:: ENTRIES SUPPLIED

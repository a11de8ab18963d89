use std::path::PathBuf;
use thiserror::Error;

/// Errors that end a walk.
#[derive(Debug, Error)]
pub enum DiscoveryError {
    /// The tree could not be enumerated.
    #[error("Failed to walk {root}")]
    Walk {
        root: PathBuf,
        #[source]
        source: walkdir::Error,
    },

    /// The work queue stopped accepting items.
    #[error("Work queue closed while discovering")]
    QueueClosed,
}

impl DiscoveryError {
    /// Path the walk failed on, when known.
    pub fn path(&self) -> Option<&std::path::Path> {
        match self {
            Self::Walk { root, source } => source.path().or(Some(root.as_path())),
            Self::QueueClosed => None,
        }
    }
}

::::

ASSIGNMENT: Some of the data mentions "DiscoveryError". Copy every line where it does.

EXERCISE SOLUTION:
pub enum DiscoveryError {
impl DiscoveryError {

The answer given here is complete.